| PROMPT |
In the listing below, count the lines containing the string "keys" and state only the number.

| INFORMATION SHOWN |
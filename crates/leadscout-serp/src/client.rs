//! HTTP client for the search-aggregation API.
//!
//! Wraps `reqwest` with API key management and the engine-selectable query
//! contract: every request carries `engine`, `q`, and `api_key`; the Google
//! engines additionally carry `gl` (region) and `hl` (locale). A 2xx body
//! with a top-level `"error"` string is surfaced as [`SerpError::Api`].

use reqwest::{Client, Url};
use serde_json::Value;

use leadscout_core::SearchRequest;

use crate::error::SerpError;
use crate::extract::extract_listings;

const DEFAULT_BASE_URL: &str = "https://serpapi.com/search";

/// Client for the search-aggregation API.
///
/// Manages the HTTP client, API key, and base URL. Use [`SerpClient::new`]
/// for production or [`SerpClient::with_base_url`] to point at a mock server
/// in tests. The primary search call deliberately carries no overall request
/// timeout; only the connection attempt is bounded.
pub struct SerpClient {
    client: Client,
    api_key: String,
    base_url: Url,
}

impl SerpClient {
    /// Creates a new client pointed at the production search API.
    ///
    /// An empty `api_key` is accepted at construction; searches will then
    /// fail with [`SerpError::MissingApiKey`] until a key is configured.
    ///
    /// # Errors
    ///
    /// Returns [`SerpError::Http`] if the underlying `reqwest::Client`
    /// cannot be constructed.
    pub fn new(api_key: &str, user_agent: &str) -> Result<Self, SerpError> {
        Self::with_base_url(api_key, user_agent, DEFAULT_BASE_URL)
    }

    /// Creates a new client with a custom base URL (for testing with
    /// wiremock).
    ///
    /// # Errors
    ///
    /// Returns [`SerpError::Http`] if the underlying `reqwest::Client`
    /// cannot be constructed, or [`SerpError::Api`] if `base_url` is not a
    /// valid URL.
    pub fn with_base_url(
        api_key: &str,
        user_agent: &str,
        base_url: &str,
    ) -> Result<Self, SerpError> {
        let client = Client::builder()
            .connect_timeout(std::time::Duration::from_secs(10))
            .user_agent(user_agent.to_owned())
            .build()?;

        let base_url = Url::parse(base_url)
            .map_err(|e| SerpError::Api(format!("invalid base URL '{base_url}': {e}")))?;

        Ok(Self {
            client,
            api_key: api_key.to_owned(),
            base_url,
        })
    }

    /// Runs one search and extracts the engine-specific listing array.
    ///
    /// # Errors
    ///
    /// - [`SerpError::MissingApiKey`] when no key is configured.
    /// - [`SerpError::Http`] on network failure or a non-2xx status.
    /// - [`SerpError::Api`] when the response carries an error message.
    /// - [`SerpError::Deserialize`] when the body is not valid JSON.
    pub async fn search(&self, request: &SearchRequest) -> Result<Vec<Value>, SerpError> {
        if self.api_key.is_empty() {
            return Err(SerpError::MissingApiKey);
        }

        let url = self.build_url(request);
        let body = self.request_json(&url).await?;
        Self::check_api_error(&body)?;

        Ok(extract_listings(request.engine, &body))
    }

    /// Best-effort variant of [`SerpClient::search`] for the chat path:
    /// every failure is logged and collapsed into an empty list, making
    /// "no results" and "upstream failure" indistinguishable to the caller.
    pub async fn search_or_empty(&self, request: &SearchRequest) -> Vec<Value> {
        match self.search(request).await {
            Ok(listings) => listings,
            Err(e) => {
                tracing::warn!(
                    engine = %request.engine,
                    keyword = %request.keyword,
                    error = %e,
                    "search failed, returning empty result set"
                );
                Vec::new()
            }
        }
    }

    /// Builds the full request URL with percent-encoded query parameters.
    ///
    /// Region (`gl`) and locale (`hl`) are only sent to engines that accept
    /// them; `bing_maps` and `apple_maps` take the bare query.
    fn build_url(&self, request: &SearchRequest) -> Url {
        let mut url = self.base_url.clone();
        {
            let mut pairs = url.query_pairs_mut();
            pairs.append_pair("engine", request.engine.as_str());
            pairs.append_pair("q", &request.query());
            pairs.append_pair("api_key", &self.api_key);
            if request.engine.uses_region() {
                pairs.append_pair("gl", request.region_code());
                pairs.append_pair("hl", "en");
            }
        }
        url
    }

    /// Sends a GET request, asserts a 2xx HTTP status, and parses the
    /// response body as JSON.
    async fn request_json(&self, url: &Url) -> Result<Value, SerpError> {
        let response = self.client.get(url.clone()).send().await?;
        let response = response.error_for_status()?;
        let body = response.text().await?;
        serde_json::from_str(&body).map_err(|e| SerpError::Deserialize {
            context: url.path().to_string(),
            source: e,
        })
    }

    /// Checks the top-level `"error"` field and returns an error if present.
    fn check_api_error(body: &Value) -> Result<(), SerpError> {
        if let Some(message) = body.get("error").and_then(Value::as_str) {
            return Err(SerpError::Api(message.to_string()));
        }
        Ok(())
    }
}

#[cfg(test)]
mod tests {
    use leadscout_core::EngineId;

    use super::*;

    fn test_client(base_url: &str) -> SerpClient {
        SerpClient::with_base_url("test-key", "leadscout-test/0.1", base_url)
            .expect("client construction should not fail")
    }

    fn request(engine: EngineId) -> SearchRequest {
        SearchRequest::new("plumber", "austin", "usa", engine).expect("valid request")
    }

    #[test]
    fn build_url_includes_region_for_google_maps() {
        let client = test_client("https://serpapi.com/search");
        let url = client.build_url(&request(EngineId::GoogleMaps));
        assert_eq!(
            url.as_str(),
            "https://serpapi.com/search?engine=google_maps&q=plumber+in+austin&api_key=test-key&gl=us&hl=en"
        );
    }

    #[test]
    fn build_url_omits_region_for_bing_maps() {
        let client = test_client("https://serpapi.com/search");
        let url = client.build_url(&request(EngineId::BingMaps));
        assert_eq!(
            url.as_str(),
            "https://serpapi.com/search?engine=bing_maps&q=plumber+in+austin&api_key=test-key"
        );
    }

    #[test]
    fn build_url_omits_region_for_apple_maps() {
        let client = test_client("https://serpapi.com/search");
        let url = client.build_url(&request(EngineId::AppleMaps));
        assert!(!url.as_str().contains("gl="), "unexpected region: {url}");
        assert!(!url.as_str().contains("hl="), "unexpected locale: {url}");
    }

    #[test]
    fn build_url_percent_encodes_query() {
        let client = test_client("https://serpapi.com/search");
        let req =
            SearchRequest::new("coffee & tea", "", "uk", EngineId::Google).expect("valid request");
        let url = client.build_url(&req);
        assert!(
            url.as_str().contains("coffee+%26+tea") || url.as_str().contains("coffee%20%26%20tea"),
            "query param should be percent-encoded: {url}"
        );
    }

    #[test]
    fn check_api_error_passes_clean_body() {
        let body = serde_json::json!({"local_results": []});
        assert!(SerpClient::check_api_error(&body).is_ok());
    }

    #[test]
    fn check_api_error_surfaces_message() {
        let body = serde_json::json!({"error": "Invalid API key"});
        let err = SerpClient::check_api_error(&body).unwrap_err();
        assert!(
            err.to_string().contains("Invalid API key"),
            "expected API message in error, got: {err}"
        );
    }

    #[tokio::test]
    async fn search_without_api_key_fails_fast() {
        let client = SerpClient::with_base_url("", "leadscout-test/0.1", "https://serpapi.com")
            .expect("client construction should not fail");
        let result = client.search(&request(EngineId::GoogleMaps)).await;
        assert!(matches!(result, Err(SerpError::MissingApiKey)));
    }
}
pub mod emails;

pub use emails::{find_emails, EmailScraper};
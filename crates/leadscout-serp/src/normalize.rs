//! Normalization from raw engine listings to [`BusinessRecord`].
//!
//! Field names vary by engine, so every canonical field is resolved through
//! a fallback chain in declared priority order. The original fallback
//! semantics are preserved exactly: a falsy value (`null`, `""`, `0`,
//! `false`) counts as absent, and the first truthy candidate wins.

use serde_json::Value;

use leadscout_core::record::{BusinessRecord, NOT_AVAILABLE, NO_NAME};

/// Normalizes one raw listing into a [`BusinessRecord`].
///
/// Pure and total: any input, including non-object values, produces a fully
/// populated record with sentinel defaults.
#[must_use]
pub fn normalize_listing(raw: &Value) -> BusinessRecord {
    BusinessRecord {
        name: field_or(raw, &["title", "name"], NO_NAME),
        address: field_or(raw, &["address", "street_address"], NOT_AVAILABLE),
        phone: field_or(raw, &["phone"], NOT_AVAILABLE),
        website: field_or(raw, &["website", "url"], NOT_AVAILABLE),
        rating: field_or(raw, &["rating"], NOT_AVAILABLE),
        reviews: field_or(raw, &["reviews", "review_count"], NOT_AVAILABLE),
        emails: None,
    }
}

/// Resolves a fallback chain: the first key holding a truthy value wins;
/// an exhausted chain yields the default sentinel.
fn field_or(raw: &Value, keys: &[&str], default: &str) -> String {
    keys.iter()
        .find_map(|key| raw.get(key).and_then(render_truthy))
        .unwrap_or_else(|| default.to_string())
}

/// Renders a JSON scalar to its display string, treating falsy values as
/// absent. Arrays and objects are not meaningful field values here and are
/// also treated as absent.
fn render_truthy(value: &Value) -> Option<String> {
    match value {
        Value::String(s) if !s.is_empty() => Some(s.clone()),
        Value::Number(n) => {
            if n.as_f64() == Some(0.0) {
                None
            } else {
                Some(n.to_string())
            }
        }
        Value::Bool(true) => Some("true".to_string()),
        _ => None,
    }
}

| THE ANSWER |
2